▶ **WORK REQUIRED**
I need the number of lines in the data that include "derive"; reply with that number alone.

[Stored data entries]
# # # # # # #
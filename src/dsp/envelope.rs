//! ADSR envelope generator.

/// Envelope stages.
#[derive(Debug, Clone, Copy, PartialEq)]
enum Stage {
    Idle,
    Attack,
    Decay,
    Sustain,
    Release,
}

/// ADSR envelope with linear attack/decay/release segments.
///
/// Stage lengths are converted to sample counts when a stage is entered,
/// so parameter changes take effect at the next gate or stage transition.
#[derive(Debug, Clone)]
pub struct Envelope {
    /// Attack time in seconds.
    pub attack: f32,
    /// Decay time in seconds.
    pub decay: f32,
    /// Sustain level [0, 1].
    pub sustain: f32,
    /// Release time in seconds.
    pub release: f32,

    stage: Stage,
    level: f32,
    sample_rate: f32,
    /// Samples remaining in the current stage.
    stage_samples: usize,
    stage_counter: usize,
    /// Level at the start of the current stage (for retrigger/release).
    start_level: f32,
}

impl Envelope {
    pub fn new(sample_rate: f32) -> Self {
        Envelope {
            attack: 0.01,
            decay: 0.1,
            sustain: 0.8,
            release: 0.3,
            stage: Stage::Idle,
            level: 0.0,
            sample_rate,
            stage_samples: 0,
            stage_counter: 0,
            start_level: 0.0,
        }
    }

    pub fn set_sample_rate(&mut self, sample_rate: f32) {
        self.sample_rate = sample_rate;
    }

    /// Update the ADSR times and sustain level.
    pub fn set_params(&mut self, attack: f32, decay: f32, sustain: f32, release: f32) {
        self.attack = attack;
        self.decay = decay;
        self.sustain = sustain;
        self.release = release;
    }

    /// Trigger the envelope (note on). Retriggers from the current level.
    pub fn gate_on(&mut self) {
        self.stage = Stage::Attack;
        self.stage_samples = (self.attack * self.sample_rate) as usize;
        self.stage_counter = 0;
        self.start_level = self.level;
    }

    /// Release the envelope (note off).
    pub fn gate_off(&mut self) {
        if self.stage == Stage::Idle {
            return;
        }
        self.stage = Stage::Release;
        self.stage_samples = (self.release * self.sample_rate) as usize;
        self.stage_counter = 0;
        self.start_level = self.level;
    }

    /// Cut the envelope to silence immediately, skipping the release.
    pub fn reset(&mut self) {
        self.stage = Stage::Idle;
        self.level = 0.0;
        self.stage_counter = 0;
        self.stage_samples = 0;
        self.start_level = 0.0;
    }

    /// Generate the next envelope sample in [0, 1].
    pub fn next_sample(&mut self) -> f32 {
        match self.stage {
            Stage::Idle => {
                self.level = 0.0;
            }
            Stage::Attack => {
                if self.stage_samples == 0 {
                    self.level = 1.0;
                    self.enter_decay();
                } else {
                    let t = self.stage_counter as f32 / self.stage_samples as f32;
                    self.level = self.start_level + (1.0 - self.start_level) * t;
                    self.stage_counter += 1;
                    if self.stage_counter >= self.stage_samples {
                        self.level = 1.0;
                        self.enter_decay();
                    }
                }
            }
            Stage::Decay => {
                if self.stage_samples == 0 {
                    self.level = self.sustain;
                    self.stage = Stage::Sustain;
                } else {
                    let t = self.stage_counter as f32 / self.stage_samples as f32;
                    self.level = 1.0 - (1.0 - self.sustain) * t;
                    self.stage_counter += 1;
                    if self.stage_counter >= self.stage_samples {
                        self.level = self.sustain;
                        self.stage = Stage::Sustain;
                    }
                }
            }
            Stage::Sustain => {
                self.level = self.sustain;
            }
            Stage::Release => {
                if self.stage_samples == 0 {
                    self.level = 0.0;
                    self.stage = Stage::Idle;
                } else {
                    let t = self.stage_counter as f32 / self.stage_samples as f32;
                    self.level = self.start_level * (1.0 - t);
                    self.stage_counter += 1;
                    if self.stage_counter >= self.stage_samples {
                        self.level = 0.0;
                        self.stage = Stage::Idle;
                    }
                }
            }
        }
        self.level
    }

    /// True while the envelope is producing a non-idle signal.
    pub fn is_active(&self) -> bool {
        self.stage != Stage::Idle
    }

    /// True once the envelope has returned to idle.
    pub fn is_finished(&self) -> bool {
        self.stage == Stage::Idle
    }

    fn enter_decay(&mut self) {
        self.stage = Stage::Decay;
        self.stage_samples = (self.decay * self.sample_rate) as usize;
        self.stage_counter = 0;
    }
}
# # # # # # #
▶ **WRITTEN ANSWER**
2